//! # Retry Outcome Computation
//!
//! Decides what happens after a failed attempt: cancel the run, fail it
//! permanently, or retry it at a computed instant (optionally on a larger
//! machine after an out-of-memory failure).
//!
//! The worker usually decides the retry delay from the task's own retry
//! configuration and sends it with the completion. Failures the engine detects
//! itself (stalls, heartbeat timeouts) carry no such decision, so the engine
//! applies its default [`RetryOptions`] with exponential backoff and jitter.

use crate::models::{TaskRun, TaskRunError, TaskRunErrorCode, TaskRunExecutionRetry};
use chrono::{DateTime, Duration, Utc};
use rand::Rng;
use serde::{Deserialize, Serialize};

const MAX_ERROR_FIELD_LENGTH: usize = 10_000;

/// Retry policy locked onto a run at trigger time.
#[derive(Debug, Clone, PartialEq, Serialize, Deserialize)]
#[serde(default)]
pub struct RetryOptions {
    pub max_attempts: u32,
    pub factor: f64,
    pub min_timeout_ms: u64,
    pub max_timeout_ms: u64,
    pub randomize: bool,
    /// Machine to escalate to when an attempt is killed for running out of memory
    pub out_of_memory_machine: Option<String>,
}

impl Default for RetryOptions {
    fn default() -> Self {
        Self {
            max_attempts: 3,
            factor: 2.0,
            min_timeout_ms: 1_000,
            max_timeout_ms: 60_000,
            randomize: true,
            out_of_memory_machine: None,
        }
    }
}

impl RetryOptions {
    /// Backoff before the attempt following `attempt_number` (1-based).
    pub fn delay_for_attempt(&self, attempt_number: u32) -> u64 {
        let exponent = attempt_number.saturating_sub(1).min(32) as i32;
        let base = self.min_timeout_ms as f64 * self.factor.max(1.0).powi(exponent);
        let jittered = if self.randomize {
            let mut rng = rand::thread_rng();
            base * rng.gen_range(1.0..2.0)
        } else {
            base
        };
        (jittered.round() as u64).min(self.max_timeout_ms.max(self.min_timeout_ms))
    }
}

/// Closed set of decisions after a failed attempt.
#[derive(Debug, Clone, PartialEq)]
pub enum RetryOutcome {
    CancelRun {
        reason: Option<String>,
    },
    FailRun {
        sanitized_error: TaskRunError,
        was_oom_error: bool,
    },
    Retry {
        retry_at: DateTime<Utc>,
        delay_ms: u64,
        /// Machine override for the next attempt
        machine: Option<String>,
        sanitized_error: TaskRunError,
        was_oom_error: bool,
    },
}

/// Inputs for [`retry_outcome_from_completion`].
#[derive(Debug, Clone)]
pub struct RetryOutcomeParams<'a> {
    pub run: &'a TaskRun,
    pub error: &'a TaskRunError,
    pub retry: Option<&'a TaskRunExecutionRetry>,
    pub skipped_retrying: bool,
    /// Attempt that just failed
    pub attempt_number: u32,
    /// Policy for failures the worker could not decide on
    pub default_options: &'a RetryOptions,
    pub now: DateTime<Utc>,
}

pub fn retry_outcome_from_completion(params: RetryOutcomeParams<'_>) -> RetryOutcome {
    let sanitized_error = sanitize_error(params.error);
    let was_oom_error = params.error.is_oom();

    if params.error.internal_code() == Some(TaskRunErrorCode::TaskRunCancelled) {
        return RetryOutcome::CancelRun {
            reason: Some(params.error.message()),
        };
    }

    let fail = |sanitized_error: TaskRunError| RetryOutcome::FailRun {
        sanitized_error,
        was_oom_error,
    };

    if params.skipped_retrying {
        return fail(sanitized_error);
    }

    if let Some(code) = params.error.internal_code() {
        if !code.is_retryable() {
            return fail(sanitized_error);
        }
    }

    if params.attempt_number >= params.run.effective_max_attempts() {
        return fail(sanitized_error);
    }

    // Out of memory only retries when there is somewhere bigger to go.
    if was_oom_error {
        let escalation = params
            .run
            .retry_options
            .as_ref()
            .and_then(|options| options.out_of_memory_machine.clone());
        return match escalation {
            Some(machine) if params.run.machine_preset.as_deref() != Some(machine.as_str()) => {
                let (retry_at, delay_ms) = retry_timing(&params);
                RetryOutcome::Retry {
                    retry_at,
                    delay_ms,
                    machine: Some(machine),
                    sanitized_error,
                    was_oom_error,
                }
            }
            _ => fail(sanitized_error),
        };
    }

    match (params.retry, params.error.internal_code()) {
        (Some(retry), _) => RetryOutcome::Retry {
            retry_at: retry.timestamp,
            delay_ms: retry.delay_ms,
            machine: None,
            sanitized_error,
            was_oom_error,
        },
        // Engine-detected failures: the worker never got to decide.
        (None, Some(_)) => {
            let (retry_at, delay_ms) = retry_timing(&params);
            RetryOutcome::Retry {
                retry_at,
                delay_ms,
                machine: None,
                sanitized_error,
                was_oom_error,
            }
        }
        (None, None) => fail(sanitized_error),
    }
}

fn retry_timing(params: &RetryOutcomeParams<'_>) -> (DateTime<Utc>, u64) {
    if let Some(retry) = params.retry {
        return (retry.timestamp, retry.delay_ms);
    }
    let options = params
        .run
        .retry_options
        .as_ref()
        .unwrap_or(params.default_options);
    let delay_ms = options.delay_for_attempt(params.attempt_number);
    (params.now + Duration::milliseconds(delay_ms as i64), delay_ms)
}

/// Strip characters the stores reject and bound the size of free-form fields.
pub fn sanitize_error(error: &TaskRunError) -> TaskRunError {
    match error {
        TaskRunError::BuiltInError {
            name,
            message,
            stack_trace,
        } => TaskRunError::BuiltInError {
            name: sanitize_field(name),
            message: sanitize_field(message),
            stack_trace: stack_trace.as_deref().map(sanitize_field),
        },
        TaskRunError::CustomError { raw } => TaskRunError::CustomError {
            raw: sanitize_field(raw),
        },
        TaskRunError::StringError { raw } => TaskRunError::StringError {
            raw: sanitize_field(raw),
        },
        TaskRunError::InternalError {
            code,
            message,
            stack_trace,
        } => TaskRunError::InternalError {
            code: *code,
            message: message.as_deref().map(sanitize_field),
            stack_trace: stack_trace.as_deref().map(sanitize_field),
        },
    }
}

fn sanitize_field(value: &str) -> String {
    value
        .chars()
        .filter(|c| *c != '\u{0}')
        .take(MAX_ERROR_FIELD_LENGTH)
        .collect()
}

#[cfg(test)]
mod tests {
    use super::*;
    use crate::models::{RuntimeEnvironmentType, TaskRunStatus};
    use uuid::Uuid;

    fn run_with(max_attempts: Option<u32>, retry_options: Option<RetryOptions>) -> TaskRun {
        let now = Utc::now();
        TaskRun {
            id: Uuid::now_v7(),
            friendly_id: "run_test".into(),
            task_identifier: "task".into(),
            queue: "task/task".into(),
            concurrency_key: None,
            master_queue: "main".into(),
            status: TaskRunStatus::Executing,
            attempt_number: 1,
            max_attempts,
            retry_options,
            machine_preset: None,
            payload: serde_json::json!({}),
            payload_type: "application/json".into(),
            output: None,
            output_type: None,
            error: None,
            metadata: None,
            runtime_environment_id: Uuid::now_v7(),
            environment_type: RuntimeEnvironmentType::Development,
            project_id: Uuid::now_v7(),
            organization_id: Uuid::now_v7(),
            parent_task_run_id: None,
            root_task_run_id: None,
            depth: 0,
            batch_id: None,
            batch_index: None,
            resume_parent_on_completion: false,
            associated_waitpoint_id: None,
            ttl_ms: None,
            delay_until: None,
            debounce_key: None,
            priority_ms: 0,
            queue_timestamp: None,
            latest_snapshot_id: None,
            created_at: now,
            updated_at: now,
            started_at: None,
            executed_at: None,
            completed_at: None,
            expired_at: None,
        }
    }

    fn params<'a>(
        run: &'a TaskRun,
        error: &'a TaskRunError,
        retry: Option<&'a TaskRunExecutionRetry>,
        defaults: &'a RetryOptions,
    ) -> RetryOutcomeParams<'a> {
        RetryOutcomeParams {
            run,
            error,
            retry,
            skipped_retrying: false,
            attempt_number: run.attempt_number,
            default_options: defaults,
            now: Utc::now(),
        }
    }

    #[test]
    fn test_cancel_error_cancels() {
        let run = run_with(Some(3), None);
        let error = TaskRunError::internal(TaskRunErrorCode::TaskRunCancelled, "cancelled");
        let defaults = RetryOptions::default();
        assert!(matches!(
            retry_outcome_from_completion(params(&run, &error, None, &defaults)),
            RetryOutcome::CancelRun { .. }
        ));
    }

    #[test]
    fn test_worker_retry_is_honoured() {
        let run = run_with(Some(3), None);
        let error = TaskRunError::string("boom");
        let retry = TaskRunExecutionRetry {
            timestamp: Utc::now(),
            delay_ms: 250,
        };
        let defaults = RetryOptions::default();
        match retry_outcome_from_completion(params(&run, &error, Some(&retry), &defaults)) {
            RetryOutcome::Retry { delay_ms, machine, .. } => {
                assert_eq!(delay_ms, 250);
                assert!(machine.is_none());
            }
            other => panic!("expected retry, got {other:?}"),
        }
    }

    #[test]
    fn test_exhausted_attempts_fail() {
        let mut run = run_with(Some(2), None);
        run.attempt_number = 2;
        let error = TaskRunError::string("boom");
        let retry = TaskRunExecutionRetry {
            timestamp: Utc::now(),
            delay_ms: 10,
        };
        let defaults = RetryOptions::default();
        assert!(matches!(
            retry_outcome_from_completion(params(&run, &error, Some(&retry), &defaults)),
            RetryOutcome::FailRun { .. }
        ));
    }

    #[test]
    fn test_task_error_without_retry_fails() {
        let run = run_with(Some(5), None);
        let error = TaskRunError::string("boom");
        let defaults = RetryOptions::default();
        assert!(matches!(
            retry_outcome_from_completion(params(&run, &error, None, &defaults)),
            RetryOutcome::FailRun { .. }
        ));
    }

    #[test]
    fn test_stall_uses_default_backoff() {
        let run = run_with(Some(5), None);
        let error = TaskRunError::internal(TaskRunErrorCode::TaskRunStalledExecuting, "stalled");
        let defaults = RetryOptions {
            randomize: false,
            min_timeout_ms: 100,
            ..RetryOptions::default()
        };
        match retry_outcome_from_completion(params(&run, &error, None, &defaults)) {
            RetryOutcome::Retry { delay_ms, .. } => assert_eq!(delay_ms, 100),
            other => panic!("expected retry, got {other:?}"),
        }
    }

    #[test]
    fn test_oom_escalates_machine_once() {
        let options = RetryOptions {
            out_of_memory_machine: Some("large-1x".into()),
            ..RetryOptions::default()
        };
        let mut run = run_with(Some(5), Some(options));
        let error = TaskRunError::internal(TaskRunErrorCode::TaskProcessOomKilled, "oom");
        let defaults = RetryOptions::default();
        match retry_outcome_from_completion(params(&run, &error, None, &defaults)) {
            RetryOutcome::Retry {
                machine,
                was_oom_error,
                ..
            } => {
                assert_eq!(machine.as_deref(), Some("large-1x"));
                assert!(was_oom_error);
            }
            other => panic!("expected retry, got {other:?}"),
        }

        run.machine_preset = Some("large-1x".into());
        assert!(matches!(
            retry_outcome_from_completion(params(&run, &error, None, &defaults)),
            RetryOutcome::FailRun { was_oom_error: true, .. }
        ));
    }

    #[test]
    fn test_backoff_is_capped() {
        let options = RetryOptions {
            randomize: false,
            min_timeout_ms: 1_000,
            max_timeout_ms: 5_000,
            factor: 10.0,
            ..RetryOptions::default()
        };
        assert_eq!(options.delay_for_attempt(1), 1_000);
        assert_eq!(options.delay_for_attempt(2), 5_000);
        assert_eq!(options.delay_for_attempt(40), 5_000);
    }

    #[test]
    fn test_sanitize_strips_nul() {
        let sanitized = sanitize_error(&TaskRunError::string("a\u{0}b"));
        assert_eq!(sanitized, TaskRunError::string("ab"));
    }
}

# # # # # # #

Extract every line of the records above that contains the word "bool".

**WRITTEN RESPONSE**
    pub randomize: bool,
        was_oom_error: bool,
        was_oom_error: bool,
    pub skipped_retrying: bool,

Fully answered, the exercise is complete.